Foundation
- Founder: Abe Yoritou 安倍頼任 (1624–1693)
- Date founded: 1667
- Period founded: Early Edo period

Arts taught
- Art: Description
- Kenjutsu: Sword art

Ancestor schools
- Shinkage-ryū; Taisha-ryū (タイ捨流); En-ryū (円流);

= Abe ryū =

Abe ryū (安倍流, Abe-ryū) or Abe-tate-ryū (安倍立流), also known as Abe-ryū Kendō (安倍立剣道, Aberyukendo), is a Japanese sword school founded by Abe Yoritō (安倍頼任) in the 17th century. Abe was a disciple of Taisha-ryū, an offshoot of Shinkage-ryū. He was considered a Kengō (great swordsman) and instructor to the Akizuki-han in Chikuzen Province.

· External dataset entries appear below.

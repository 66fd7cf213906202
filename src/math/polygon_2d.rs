use super::Point2;

/// Traversal direction of a closed polygon, as seen on screen (y down).
#[derive(Debug, Clone, Copy, PartialEq, Eq)]
pub enum Orientation {
    Clockwise,
    CounterClockwise,
}

impl Orientation {
    /// Sign applied to offset radii so that positive radii grow outward.
    #[must_use]
    pub fn offset_sign(self) -> f64 {
        match self {
            Self::Clockwise => 1.0,
            Self::CounterClockwise => -1.0,
        }
    }

    /// Returns the opposite direction.
    #[must_use]
    pub fn reversed(self) -> Self {
        match self {
            Self::Clockwise => Self::CounterClockwise,
            Self::CounterClockwise => Self::Clockwise,
        }
    }
}

/// Computes the signed area of a closed polygon (shoelace formula).
///
/// Positive when the polygon turns clockwise on screen, i.e. in image
/// coordinates where y grows downward.
#[must_use]
pub fn signed_area_2d(points: &[Point2]) -> f64 {
    let n = points.len();
    if n < 3 {
        return 0.0;
    }
    let mut sum = 0.0;
    for i in 0..n {
        let j = (i + 1) % n;
        sum += points[i].x * points[j].y - points[j].x * points[i].y;
    }
    sum * 0.5
}

/// Orientation of a closed polygon from the sign of its shoelace area.
///
/// Degenerate polygons (fewer than 3 points or zero area) report
/// [`Orientation::Clockwise`].
#[must_use]
pub fn orientation(points: &[Point2]) -> Orientation {
    if signed_area_2d(points) < 0.0 {
        Orientation::CounterClockwise
    } else {
        Orientation::Clockwise
    }
}

/// Bezier control points reproducing the uniform Catmull-Rom segment
/// `p1 → p2`, with `p0` and `p3` as the outer neighbors.
///
/// Returns `(outgoing handle of p1, incoming handle of p2)`.
#[must_use]
pub fn catmull_rom_to_bezier(p0: Point2, p1: Point2, p2: Point2, p3: Point2) -> (Point2, Point2) {
    let b1 = (-p0.coords + p1.coords * 6.0 + p2.coords) / 6.0;
    let b2 = (p1.coords + p2.coords * 6.0 - p3.coords) / 6.0;
    (Point2::from(b1), Point2::from(b2))
}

The Abe ryū is known as the first major school of kenjutsu to use the term kendō (剣道) in 1673, although the characters had also been used earlier in China. Kendō, or ken no michi, "the way of the sword", describes the teachings of his ryū which emphasized mental and moral practice rather than physical techniques. There is no direct connection between the Abe-ryū usage of kendō and the kendo practiced today.